__Problem details__. Nothing but the lines holding the string "sample" should appear in the answer. Copy them from the entries.

__Task input__.
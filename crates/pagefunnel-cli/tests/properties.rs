//! Property tests: derived counters against an in-memory model of the lag.

mod common;

use common::*;
use pagefunnel_cli::{run_job, ReplaceMode, COUNTERS};
use pagefunnel_datagen::Page;
use proptest::prelude::*;
use std::collections::BTreeMap;

#[derive(Debug, Clone)]
struct GenEvent {
    subject: usize,
    in_month: bool,
    minute: u32,
    page: Page,
    thai: bool,
}

fn event() -> impl Strategy<Value = GenEvent> {
    (
        0usize..4,
        prop::bool::weighted(0.85),
        0u32..600,
        prop::sample::select(Page::ALL.to_vec()),
        prop::bool::weighted(0.8),
    )
        .prop_map(|(subject, in_month, minute, page, thai)| GenEvent {
            subject,
            in_month,
            minute,
            page,
            thai,
        })
}

fn timestamp(e: &GenEvent) -> String {
    let day = if e.in_month { "2022-12-10" } else { "2022-11-10" };
    format!("{} {:02}:{:02}:00", day, e.minute / 60, e.minute % 60)
}

/// Expected counters per subject: time order with page name as tiebreak.
fn expected(events: &[GenEvent]) -> BTreeMap<String, Vec<i64>> {
    let mut by_subject: BTreeMap<String, Vec<(u32, &'static str)>> = BTreeMap::new();
    for e in events.iter().filter(|e| e.in_month && e.thai) {
        by_subject
            .entry(format!("S{}", e.subject))
            .or_default()
            .push((e.minute, e.page.as_str()));
    }

    by_subject
        .into_iter()
        .map(|(subject, mut visits)| {
            visits.sort();
            let mut counts = vec![0i64; COUNTERS.len()];
            let mut previous = None;
            for (_, page) in visits {
                for (i, counter) in COUNTERS.iter().enumerate() {
                    if counter.matches(previous, page) {
                        counts[i] += 1;
                    }
                }
                previous = Some(page);
            }
            (subject, counts)
        })
        .collect()
}

fn runtime() -> tokio::runtime::Runtime {
    tokio::runtime::Builder::new_current_thread()
        .enable_all()
        .build()
        .unwrap()
}

proptest! {
    #![proptest_config(ProptestConfig::with_cases(24))]

    #[test]
    fn prop_counters_match_lag_model(events in prop::collection::vec(event(), 0..40)) {
        let rows = runtime().block_on(async {
            let backend = in_memory();
            let rows: Vec<(String, String, &str, &str)> = events
                .iter()
                .map(|e| {
                    (
                        timestamp(e),
                        format!("S{}", e.subject),
                        e.page.as_str(),
                        if e.thai { "th" } else { "my" },
                    )
                })
                .collect();
            let source: Vec<Event<'_>> = rows
                .iter()
                .map(|(ts, s, p, c)| (ts.as_str(), s.as_str(), *p, *c))
                .collect();
            insert_events(&backend, &source).await;

            let (ctx, job) = compile(&params("th", 11, date(2022, 12, 31))).unwrap();
            run_job(&backend, &ctx, &job, ReplaceMode::Auto).await.unwrap();
            scope_rows(&backend, &ctx).await
        });

        let actual: BTreeMap<String, Vec<i64>> = rows
            .iter()
            .map(|r| {
                let counters = r.counters.iter().map(|c| c.unwrap_or(-1)).collect();
                (r.subject_id.clone(), counters)
            })
            .collect();

        prop_assert_eq!(actual.len(), rows.len(), "duplicate subjects in scope");
        prop_assert_eq!(actual, expected(&events));
    }

    #[test]
    fn prop_rerun_is_idempotent(
        events in prop::collection::vec(event(), 1..30),
        mode in prop::sample::select(vec![ReplaceMode::Auto, ReplaceMode::TwoStep]),
    ) {
        let (first, second) = runtime().block_on(async {
            let backend = in_memory();
            let rows: Vec<(String, String, &str)> = events
                .iter()
                .map(|e| (timestamp(e), format!("S{}", e.subject), e.page.as_str()))
                .collect();
            let source: Vec<Event<'_>> = rows
                .iter()
                .map(|(ts, s, p)| (ts.as_str(), s.as_str(), *p, "th"))
                .collect();
            insert_events(&backend, &source).await;

            let (ctx, job) = compile(&params("th", 11, date(2022, 12, 31))).unwrap();
            run_job(&backend, &ctx, &job, mode).await.unwrap();
            let first = scope_rows(&backend, &ctx).await;
            run_job(&backend, &ctx, &job, mode).await.unwrap();
            (first, scope_rows(&backend, &ctx).await)
        });

        prop_assert_eq!(first, second);
    }
}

__Problem solution__.
        prop::sample::select(Page::ALL.to_vec()),
        mode in prop::sample::select(vec![ReplaceMode::Auto, ReplaceMode::TwoStep]),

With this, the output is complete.